Gamaliel, dont l’histoire a retenu la sagesse et la théologie libérale, rebute l’inquiétude des sadducéens tout en tempérant, au passage, l’élan forcené des adeptes de la croissance. À ceux et celles qui comptent sur le grand nombre pour discerner la vie ou la mort, celui qui a été le maître de Saül de Tarse rappelle toute l’importance de lire prudemment entre les lignes pour discerner l’oeuvre de Dieu. Il importe de ne pas nous fier à un élan de popularité pour juger d’un évènement. Gamaliel, dans une sagesse qu’on pourrait entendre à Saint-Pierre, rappelle aux sadducéens l’oeuvre de Thadeus et Judas qui ont été deux célébrités de leur époque. Ces deux-là en ont mis plein la vue avec la popularité de leurs œuvres. Et pourtant, aucune d’entre elles n’est restée. Thadeus et Joseph sont morts et leurs aspirations n’ont pas survécu au passage du temps.
Pour en revenir à l’Église de France tout en gardant en tête la parole de Gamaliel, je vous avoue que ce n’est pas 10 000 catéchumènes en soi qui fait l’Église de demain. Ce dont on peut comprendre de ces gros chiffres reste limité et seul le temps révélera l’oeuvre de Dieu.
Cette sagesse nous impose toutefois une question essentielle pour nous, aujourd’hui, qui oeuvrons avec peine : quel est l’objectif, au juste, de notre ministère ? Désirons-nous multiplier les chiffres coûte que coûte, au risque d’être une simple vague qui s’estompe au fond de l’océan ou bien désirons-nous un ministère qui refuse de se plier à ces exigences de la popularité, risquant, par notre lenteur, de passer à côté de l’occasion ?

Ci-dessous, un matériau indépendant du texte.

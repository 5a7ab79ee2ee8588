//! Physical properties of the stepper: energy bookkeeping, steady state,
//! symmetry and determinism.

use proptest::prelude::*;
use thermoplate_core::{ActiveWindow, Discretization, Grid, PhysicalParameters, Snapshot};
use thermoplate_solver::{StencilKernel, Stepper};
use thermoplate_test_utils::{
    centered_square_plate, insulated_plate, single_source_insulated, small_plate,
};

fn setup(params: &PhysicalParameters) -> (Discretization, Grid, Stepper) {
    let disc = Discretization::derive(params).unwrap();
    let grid = Grid::new(params, &disc);
    let stepper = Stepper::new(params, &disc);
    (disc, grid, stepper)
}

#[test]
fn injected_energy_matches_power_then_holds() {
    let params = single_source_insulated(12, 40.0, ActiveWindow::new(0.0, 20.0));
    let (disc, mut grid, mut stepper) = setup(&params);
    let e0 = grid.thermal_energy(&disc, &params.material);
    let power = params.heater.magnitude_w;

    let mut previous = e0;
    let mut injected = 0.0;
    while grid.current_time() < 40.0 - disc.dt {
        let was_active = params.heater.window.is_active(grid.current_time());
        stepper.step(&mut grid);
        let e = grid.thermal_energy(&disc, &params.material);
        if was_active {
            injected += disc.dt * power;
            let gained = e - previous;
            assert!(
                (gained - disc.dt * power).abs() <= 1e-9 * e,
                "step {} gained {gained}, expected {}",
                grid.step_count(),
                disc.dt * power
            );
        } else {
            assert!((e - previous).abs() <= 1e-9 * e, "energy drifted after window closed");
        }
        previous = e;
    }
    let total = grid.thermal_energy(&disc, &params.material) - e0;
    assert!((total - injected).abs() <= 1e-6 * injected);
}

#[test]
fn convection_loses_energy_monotonically() {
    let mut params = small_plate(10, 200.0);
    params.initial_offset_k = 5.0;
    params.heater.window = ActiveWindow::never();
    let (disc, mut grid, mut stepper) = setup(&params);
    let mut previous = grid.thermal_energy(&disc, &params.material);
    for _ in 0..200 {
        stepper.step(&mut grid);
        let e = grid.thermal_energy(&disc, &params.material);
        assert!(e < previous);
        previous = e;
    }
}

#[test]
fn steady_state_peak_sits_on_source_cell() {
    let params = small_plate(11, 3000.0);
    let (disc, mut grid, mut stepper) = setup(&params);
    stepper.run(&mut grid, disc.nt);

    let snap = Snapshot::capture(&grid);
    let source = disc.cell_index(params.heater.position);
    let peak = snap.temperature(source);
    for (q, &t) in snap.temperatures().iter().enumerate() {
        if q != source.flat(disc.ny) {
            assert!(t < peak, "cell {q} at {t} K not below source {peak} K");
        }
    }
    assert!(peak > grid.ambient_k());
}

#[test]
fn centred_source_gives_symmetric_field() {
    let n = 11;
    let params = centered_square_plate(n, 400.0);
    let (disc, mut grid, mut stepper) = setup(&params);
    assert_eq!((disc.nx, disc.ny), (n, n));
    assert_eq!(
        disc.cell_index(params.heater.position),
        thermoplate_core::CellIndex::new(n / 2, n / 2)
    );
    stepper.run(&mut grid, disc.nt);

    let t = |i: usize, j: usize| grid.temperatures()[i * n + j];
    let scale = t(n / 2, n / 2) - grid.ambient_k();
    let tol = 1e-9 * scale;
    for i in 0..n {
        for j in 0..n {
            let v = t(i, j);
            assert!((v - t(n - 1 - i, j)).abs() <= tol, "mirror x at ({i},{j})");
            assert!((v - t(i, n - 1 - j)).abs() <= tol, "mirror y at ({i},{j})");
            assert!((v - t(j, i)).abs() <= tol, "transpose at ({i},{j})");
        }
    }
}

#[test]
fn restart_reproduces_snapshot() {
    let mut params = small_plate(15, 60.0);
    params.perturbation.magnitude_w = 0.2;
    params.perturbation.window = ActiveWindow::new(5.0, 30.0);
    let disc = Discretization::derive(&params).unwrap();
    let steps = disc.nt / 2;

    let mut first = Grid::new(&params, &disc);
    let mut stepper = Stepper::new(&params, &disc);
    stepper.run(&mut first, steps);
    let snap = Snapshot::capture(&first);
    // Keep going: the snapshot must not be affected.
    stepper.run(&mut first, 10);

    let mut second = Grid::new(&params, &disc);
    Stepper::new(&params, &disc).run(&mut second, steps);
    assert_eq!(snap, Snapshot::capture(&second));
}

proptest! {
    #![proptest_config(ProptestConfig::with_cases(24))]

    #[test]
    fn idle_insulated_plate_conserves_energy(n in 1usize..16, steps in 1u64..400) {
        let params = insulated_plate(n, 1000.0);
        let (disc, mut grid, mut stepper) = setup(&params);
        let e0 = grid.thermal_energy(&disc, &params.material);
        stepper.run(&mut grid, steps);
        let e = grid.thermal_energy(&disc, &params.material);
        prop_assert!((e - e0).abs() <= 1e-12 * e0);
    }

    #[test]
    fn heated_then_idle_plate_conserves_energy(
        n in 2usize..14,
        on_steps in 1u64..200,
        off_steps in 1u64..200,
    ) {
        let mut params = insulated_plate(n, 5000.0);
        let disc = Discretization::derive(&params).unwrap();
        params.heater.window = ActiveWindow::new(0.0, (on_steps as f64 - 0.5) * disc.dt);
        let (disc, mut grid, mut stepper) = setup(&params);

        stepper.run(&mut grid, on_steps);
        let heated = grid.thermal_energy(&disc, &params.material);
        let e0 = {
            let fresh = Grid::new(&params, &disc);
            fresh.thermal_energy(&disc, &params.material)
        };
        let injected = on_steps as f64 * disc.dt * params.heater.magnitude_w;
        prop_assert!((heated - e0 - injected).abs() <= 1e-9 * heated);

        stepper.run(&mut grid, off_steps);
        let after = grid.thermal_energy(&disc, &params.material);
        prop_assert!((after - heated).abs() <= 1e-9 * heated);
    }

    #[test]
    fn time_never_drifts(n in 1usize..12, steps in 0u64..2000) {
        let params = small_plate(n, 10_000.0);
        let (disc, mut grid, mut stepper) = setup(&params);
        stepper.run(&mut grid, steps);
        prop_assert_eq!(grid.current_time(), steps as f64 * disc.dt);
    }

    #[test]
    fn kernels_agree_on_whole_runs(n in 1usize..12, steps in 1u64..60, offset in 0.0f64..20.0) {
        let mut params = small_plate(n, 1000.0);
        params.initial_offset_k = offset;
        params.perturbation.magnitude_w = 0.7;
        params.perturbation.window = ActiveWindow::new(0.0, 1000.0);
        let disc = Discretization::derive(&params).unwrap();
        let [sliced, per_cell] = StencilKernel::ALL.map(|kernel| {
            let mut grid = Grid::new(&params, &disc);
            Stepper::new(&params, &disc).with_kernel(kernel).run(&mut grid, steps);
            grid.temperatures().iter().map(|t| t.to_bits()).collect::<Vec<_>>()
        });
        prop_assert_eq!(sliced, per_cell);
    }
}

Si on s’inspire de la sagesse de Gamaliel ainsi que l’oeuvre des apôtres, on pourrait dire que, en fait, notre ministère devrait plutôt viser un équilibre entre les deux pôles. Tout en sachant que rien n’est éternel, il importe de manifester sa foi et d’en témoigner efficacement, et ce, pour que nos semences donnent des plants qui persistent dans le temps. En d’autres termes, un arbre ne se juge pas que par le nombre de fruits qu’il porte, mais par la qualité de ses fruits et de sa longévité à travers les saisons de la vie.
En voyant nos défis et les signes des temps qui sont bel et bien les nôtres, il semble que l’Esprit nous invite à réfléchir à notre méthodologie. Comment pouvons-nous rendre témoignage de notre foi de manière explicite tout en ayant à l’esprit le renouvellement de l’Église ? L’exemple des 10 000 catéchumènes en France nous démontre que la réception de l’Évangile est bel et bien possible et que nos témoignages sont tout à fait audibles à une nouvelle génération de croyants et croyantes. Quelque part, les signes de la résurrection sont là ; l’Esprit saint a soufflé et c’est à nous, maintenant, de prendre la parole comme le firent jadis Marie de Magdala et les apôtres.
Ne perdons pas notre confiance en la force de notre témoignage et des effets qu’il peut engendrer dans ce monde toujours nouveau. Continuons à oeuvrer, mais tout en soignant notre ministère. Ce que Dieu aime, à en lire les Écritures, ce sont les œuvres qui, réfléchies et préparées de manière stratégique, lui rendent gloire à long terme.
En ce jour où la résurrection se prolonge par nos témoignages, que le Seigneur ouvre les portes de notre esprit. Qu’il insuffle un vent d’audace parmi nous comme au temps des apôtres qui semèrent avec patience… pour que nous récoltions encore aujourd’hui les fruits de leur labeur.
Qu’il en soit ainsi selon notre foi.